Saturday, February 22, 2014

A kangaroo chase

I ran as fast as I could, putting my little legs into overdrive. My heart was pounding so loudly within my chest that it drowned out all the sounds around me. All I could think about was running... fast. I had to run fast enough to get away from the German Shepherd that was hot on my trail, chasing me down with a fierce look in his eyes and the threat of attack in his growl. His size was overwhelming and his speed was like lightening. How could I ever outpace such an animal?
I just kept my focus on the path forward, dodging branches and potholes to escape his vicious grasp. There seemed to be no end in sight, no safe haven up ahead. I kept shifting my glance from side to side, searching for somewhere I could escape but there seemed to be no where to hide so I just kept running forward.
Then all of a sudden, for reasons I don't understand, I decided to look back at my aggressor. And that is when the whole scene changed.
What had once been a vicious German Shepherd had turned into an innocently hopping kangaroo. He too was following me but there was no viciousness in his eyes nor growl on his lips. This kangaroo was just jumping along behind me, as if he were just looking for a friend.
My run slowed to a gentle walk. The threat was over. My attacker was just a kangaroo.
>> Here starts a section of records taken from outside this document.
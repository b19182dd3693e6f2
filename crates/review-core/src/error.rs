use std::path::PathBuf;
use thiserror::Error;

/// All errors produced by the reviewlens pipeline.
#[derive(Error, Debug)]
pub enum EtlError {
    /// A file could not be opened or read from disk.
    #[error("Failed to read file {path}: {source}")]
    FileRead {
        path: PathBuf,
        #[source]
        source: std::io::Error,
    },

    /// A CSV row could not be parsed into its target record type.
    #[error("Malformed row in {path} (record {record}): {message}")]
    MalformedRow {
        path: PathBuf,
        record: u64,
        message: String,
    },

    /// A JSON document could not be parsed.
    #[error("Failed to parse JSON: {0}")]
    JsonParse(#[from] serde_json::Error),

    /// A topic row's length disagrees with the vocabulary length.
    #[error("Topic {topic} has {row_len} weights but the vocabulary has {vocab_len} terms")]
    VocabularyMismatch {
        topic: usize,
        row_len: usize,
        vocab_len: usize,
    },

    /// The expected data directory does not exist.
    #[error("Data path not found: {0}")]
    DataPathNotFound(PathBuf),

    /// No review CSV files were found under the given directory.
    #[error("No review CSV files found in {0}")]
    NoDataFiles(PathBuf),

    /// A configuration value is missing or invalid.
    #[error("Configuration error: {0}")]
    Config(String),

    /// Pass-through for any raw I/O error that does not carry a path.
    #[error(transparent)]
    Io(#[from] std::io::Error),

    /// Catch-all for errors from third-party crates via `anyhow`.
    #[error(transparent)]
    Other(#[from] anyhow::Error),
}

/// Convenience alias used throughout the reviewlens crates.
pub type Result<T> = std::result::Result<T, EtlError>;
I could handle a kangaroo.
And then I woke up.

It has been weeks since I've had a single dream. But the kangaroo changed all of that. The chase scene that played out in my sleep last night was as vivid and real as the run I took yesterday through the park. I could feel the anxiety of being chased by that angry dog, the overwhelming terror of having nowhere to hide and no escape route. But then I experienced the calm and relief that came over me like a tidal wave when I realized the dog was gone. In its place was just a fuzzy kangaroo who had no intentions of harming me.
There is an undeniable symbolism in my return to the dream world. In the last week my health predicament has taken a drastic turn. Without any prompting or begging, God gave me a diagnosis for the health issue that has been plaguing me for years. There was no audible voice but there was a clear-cut diagnosis. When the word came down I was overcome by a sense of calm and peace. It was as if a weight had been lifted off my shoulders, a weight I hadn't realized was so cumbersome.
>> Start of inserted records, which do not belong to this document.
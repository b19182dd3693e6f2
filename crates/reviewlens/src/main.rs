mod bootstrap;

use std::path::{Path, PathBuf};

use anyhow::Result;
use clap::Parser;

use review_core::banks::{self, BankRegistry};
use review_core::model::TopicModelConfig;
use review_core::sentiment::LexiconClassifier;
use review_core::settings::Settings;
use review_core::models::{Review, GOOGLE_PLAY_SOURCE};
use review_data::{aggregator, pipeline, reader, scraper};
use review_store::ReviewStore;

#[tokio::main]
async fn main() -> Result<()> {
    let settings = Settings::parse();

    // Fail fast on anything the requested stage will need, before any I/O.
    settings.validate()?;

    bootstrap::setup_logging(&settings.log_level)?;

    tracing::info!("reviewlens v{} starting", env!("CARGO_PKG_VERSION"));
    tracing::info!("Stage: {}", settings.stage);

    let base = settings.require_data_dir()?.to_path_buf();
    bootstrap::ensure_directories(&base)?;

    match settings.stage.as_str() {
        "scrape" => {
            run_scrape(&settings, &base).await?;
        }

        "process" => {
            run_process(&settings, &base)?;
        }

        "load" => {
            run_load(&settings, &base)?;
        }

        "all" => {
            run_process(&settings, &base)?;
            run_load(&settings, &base)?;
        }

        unknown => {
            eprintln!("Unknown stage: {}", unknown);
        }
    }

    Ok(())
}

// ── Stages ─────────────────────────────────────────────────────────────────────

/// Fetch reviews for every configured bank app and write one timestamped
/// CSV under `<base>/scraped_reviews/`.
async fn run_scrape(settings: &Settings, base: &Path) -> Result<()> {
    let apps = match &settings.apps {
        Some(path) => banks::bank_apps_from_file(path)?,
        None => banks::default_bank_apps(),
    };
    tracing::info!("Scraping {} bank apps", apps.len());

    let client = scraper::StoreClient::new(settings.require_store_url()?);
    let reviews = scraper::scrape_all(&client, &apps, settings.review_count).await;
    let path = scraper::write_scraped_csv(&reviews, &bootstrap::scraped_dir(base))?;

    tracing::info!("Scrape complete: {}", path.display());
    Ok(())
}

/// Run the processing pipeline over the newest scraped CSV, writing the
/// processed CSV and per-bank theme maps.
fn run_process(settings: &Settings, base: &Path) -> Result<PathBuf> {
    let input = reader::latest_csv_file(&bootstrap::scraped_dir(base))?;
    tracing::info!("Processing {}", input.display());

    let raw = reader::load_raw_reviews(&input)?;

    let theme_labels = match &settings.theme_labels {
        Some(path) => Some(load_theme_labels(path)?),
        None => None,
    };
    let config = pipeline::PipelineConfig {
        topic_model: TopicModelConfig {
            num_topics: settings.topics,
            ..TopicModelConfig::default()
        },
        top_keywords: settings.top_keywords,
        top_themes: settings.top_themes,
        theme_labels,
        theme_map_dir: Some(bootstrap::theme_maps_dir(base)),
    };

    let result = pipeline::run_pipeline(raw, &LexiconClassifier::new(), &config)?;

    let output = bootstrap::processed_dir(base).join("reviews_with_sentiments_and_themes.csv");
    reader::write_processed_reviews(&output, &result.processed)?;

    tracing::info!(
        "Process complete: {} rows, {} theme maps, {}",
        result.metadata.rows_out,
        result.theme_maps.len(),
        output.display()
    );
    Ok(output)
}

/// Load the processed CSV into the relational schema: raw rows, processed
/// rows and freshly recomputed bank summaries.
fn run_load(settings: &Settings, base: &Path) -> Result<()> {
    let processed_csv =
        bootstrap::processed_dir(base).join("reviews_with_sentiments_and_themes.csv");
    let processed = reader::load_processed_reviews(&processed_csv)?;
    let raw: Vec<Review> = processed.iter().map(|r| r.to_raw()).collect();

    let registry = match &settings.banks {
        Some(path) => BankRegistry::from_file(path)?,
        None => BankRegistry::default(),
    };
    let summaries = aggregator::summarize_by_bank(&processed, &registry, GOOGLE_PLAY_SOURCE);

    let mut store = ReviewStore::open(settings.require_db_path()?)?;
    store.ensure_schema()?;
    store.insert_raw(&raw)?;
    store.insert_processed(&processed)?;
    store.insert_bank_summaries(&summaries)?;

    tracing::info!("Data loading complete");
    Ok(())
}

/// Read the index-aligned theme-label array from a JSON file.
fn load_theme_labels(path: &Path) -> Result<Vec<String>> {
    let content = std::fs::read_to_string(path)?;
    Ok(serde_json::from_str(&content)?)
}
For four years I have lived with the terror of not understanding what was happening in my own body. I was perpetually being chased by something vicious that I couldn't define or outrun. And then, with that word from God, I turned around and the attacker was gone. In its place was something much less harmful and much more manageable. In the place of the terror was just an innocent disorder that I could handle. One simple sentence from God brought my run to a walk and returned my heart's pace to a state of rest. The anxiety was cast off. The terror and fear of the unknown was over. God provided me with an answer and it was far less frightening than what I had been running from all along.
There have been years spent running and my body is certainly worn out. The tension of the unknown has taken more of a toll on my spiritual and physical state then I ever realized before. I never knew how heavy a load I was carrying and how fast I was running. But now that the weight has been lifted and the paced slowed, I see how taxing these past four years have been.
Now it is time to rest. It is time to catch my breath. The vicious dog of my dreams has been chasing my reality for four long years. Little did I know that all the while it was really just an innocent kangaroo. But now I know. God has revealed to me the truth of my health and the real cause of my condition.
God knew who was chasing me all along but before He could show me the truth He needed me to run first. I needed to run so that I would search for Him and seek His safety. Never before had I searched for Him with such intensity and fervor. Then in my most dire of circumstances I ran as hard and fast as I could to find refuge in His arms.
It was when I ran to Him that He could show me the true identity of the attacker. He has turned my head to look behind so I can finally see what has driven me to His side. It was really just an innocent kangaroo all along.